Fig. 3: The editing loop of tapasin contributes to a widened F-pocket of MHC I.

a Cartoon representation of the chaperone complex as shown in Fig. 1c. Tapasin, MHC I hc and β₂m are colored in orange, teal and green, respectively. Region magnified in b–d is indicated by a dashed box. ERp57 is not shown for the sake of clarity. b Side view onto the editing loop (stick representation) of tapasin with corresponding electron density map (contour level: 1.5 σ). Dashed lines represent hydrogen bonds or salt bridges. The same color code as in a is applied. hc heavy chain. c Top view onto the editing loop with corresponding electron density and color code as shown in b. d Close-up view into the F-pocket of MHC I with corresponding electron density and color code as displayed in b. e MHC I surface expression of tapasin-deficient HAP1 cells (white), expressing wildtype (WT, dark gray) or different interaction mutants of tapasin (orange).

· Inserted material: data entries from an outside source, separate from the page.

// =============================================================================
// Tests
// =============================================================================

#[cfg(test)]
mod tests {
    use super::*;
    use uanode_core::{ChangeMask, InstanceError};

    fn space() -> AddressSpace {
        crate::address_space().unwrap()
    }

    #[test]
    fn test_motion_device_defaults() {
        let mut space = space();
        let device = MotionDeviceView::instantiate(&mut space, "2:Robot1").unwrap();

        assert_eq!(
            device.motion_device_category(&space).unwrap(),
            MotionDeviceCategoryEnumeration::Other
        );
        assert_eq!(device.manufacturer(&space).unwrap(), Some(""));
        assert_eq!(space.browse_name(device.axes(&space).unwrap()).unwrap().name, "Axes");
        assert!(space.child(device.handle(), "PowerTrains").unwrap().is_some());
    }

    #[test]
    fn test_flange_load_is_lazy() {
        let mut space = space();
        let device = MotionDeviceView::instantiate(&mut space, "2:Robot1").unwrap();

        assert!(device.flange_load(&mut space, false).unwrap().is_none());
        let load = device.flange_load(&mut space, true).unwrap().unwrap();
        assert_eq!(load.mass(&space).unwrap(), Some(0.0));
        assert_eq!(device.flange_load(&mut space, false).unwrap(), Some(load));
    }

    #[test]
    fn test_set_category_raises_value_bit() {
        let mut space = space();
        let device = MotionDeviceView::instantiate(&mut space, "2:Robot1").unwrap();

        assert!(device
            .set_motion_device_category(&mut space, MotionDeviceCategoryEnumeration::ArticulatedRobot)
            .unwrap());
        assert!(!device
            .set_motion_device_category(&mut space, MotionDeviceCategoryEnumeration::ArticulatedRobot)
            .unwrap());

        let node = space.child(device.handle(), "MotionDeviceCategory").unwrap().unwrap();
        assert_eq!(space.change_mask(node).unwrap(), ChangeMask::VALUE);
        assert_eq!(space.value(node).unwrap(), &Variant::Int32(1));
    }

    #[test]
    fn test_axis_motion_profile_rejects_unknown_code() {
        let mut space = space();
        let axis = AxisView::instantiate(&mut space, "2:Axis1").unwrap();
        assert_eq!(axis.motion_profile(&space).unwrap(), AxisMotionProfileEnumeration::Other);

        let node = space.child(axis.handle(), "MotionProfile").unwrap().unwrap();
        space.set_value(node, Variant::Int32(7)).unwrap();
        assert!(axis.motion_profile(&space).is_err());

        axis.set_motion_profile(&mut space, AxisMotionProfileEnumeration::Linear).unwrap();
        assert_eq!(axis.motion_profile(&space).unwrap(), AxisMotionProfileEnumeration::Linear);
    }

    #[test]
    fn test_view_type_checked() {
        let mut space = space();
        let axis = AxisView::instantiate(&mut space, "2:Axis1").unwrap();

        let err = MotionDeviceView::new(&space, axis.handle()).unwrap_err();
        assert!(matches!(
            err,
            ModelError::Instance(InstanceError::TypeMismatch { .. })
        ));
        assert!(AxisView::new(&space, axis.handle()).is_ok());
    }

    #[test]
    fn test_set_flange_load_replaces() {
        let mut space = space();
        let device = MotionDeviceView::instantiate(&mut space, "2:Robot1").unwrap();
        let load = LoadView::instantiate(&mut space, "2:Gripper").unwrap();
        load.set_mass(&mut space, 4.5).unwrap();

        assert!(device.set_flange_load(&mut space, load).unwrap());
        let installed = device.flange_load(&mut space, false).unwrap().unwrap();
        assert_eq!(installed, load);
        assert_eq!(installed.mass(&space).unwrap(), Some(4.5));
        assert_eq!(space.browse_name(load.handle()).unwrap().name, "FlangeLoad");
    }

    #[test]
    fn test_safety_state() {
        let mut space = space();
        let safety = SafetyStateView::instantiate(&mut space, "2:SafetyState").unwrap();

        assert_eq!(safety.operational_mode(&space).unwrap(), OperationalModeEnumeration::Other);
        assert!(!safety.emergency_stop(&space).unwrap());
        assert!(!safety.protective_stop(&space).unwrap());

        safety
            .set_operational_mode(&mut space, OperationalModeEnumeration::Automatic)
            .unwrap();
        assert_eq!(
            safety.operational_mode(&space).unwrap(),
            OperationalModeEnumeration::Automatic
        );
    }

    #[test]
    fn test_safety_stops_reject_non_boolean_values() {
        let mut space = space();
        let safety = SafetyStateView::instantiate(&mut space, "2:SafetyState").unwrap();
        let emergency = space.child(safety.handle(), "EmergencyStop").unwrap().unwrap();
        let protective = space.child(safety.handle(), "ProtectiveStop").unwrap().unwrap();

        space.set_value(emergency, Variant::String("garbage".into())).unwrap();
        let err = safety.emergency_stop(&space).unwrap_err();
        assert!(matches!(
            err,
            ModelError::Instance(InstanceError::WrongValueType {
                expected: "Boolean",
                actual: "String",
                ..
            })
        ));

        space.set_value(protective, Variant::Null).unwrap();
        assert!(safety.protective_stop(&space).is_err());

        space.set_value(emergency, true).unwrap();
        assert!(safety.emergency_stop(&space).unwrap());
    }

    #[test]
    fn test_task_control_execution_mode() {
        let mut space = space();
        let handle = space.instantiate(&ids::TASK_CONTROL_TYPE, "2:Task1").unwrap();
        let task = TaskControlView::new(&space, handle).unwrap();

        assert_eq!(task.task_program_name(&space).unwrap(), Some(""));
        assert_eq!(task.execution_mode(&space).unwrap(), None);

        task.set_execution_mode(&mut space, ExecutionModeEnumeration::Step).unwrap();
        assert_eq!(
            task.execution_mode(&space).unwrap(),
            Some(ExecutionModeEnumeration::Step)
        );
    }
}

Flow cytometry was performed using an APC-conjugated pan-HLA-A/B/C-specific antibody (W6/32). The lower black dashed line represents the level of MHC I surface expression of cells transfected with a vector devoid of gene of interest. The upper black dashed line represents the level of MHC I surface expression of cells expressing wildtype tapasin. The mean fluorescence intensity of MHC I surface expression was normalized to wildtype tapasin (±SD; n = 4 biologically independent samples; K20E, n = 3 biologically independent samples; L18W and mock transfected, n = 2 biologically independent samples). The gating strategy is displayed in Supplementary Fig. 8. WT wildtype, − mock transfected. Source data for e are provided as a Source Data file.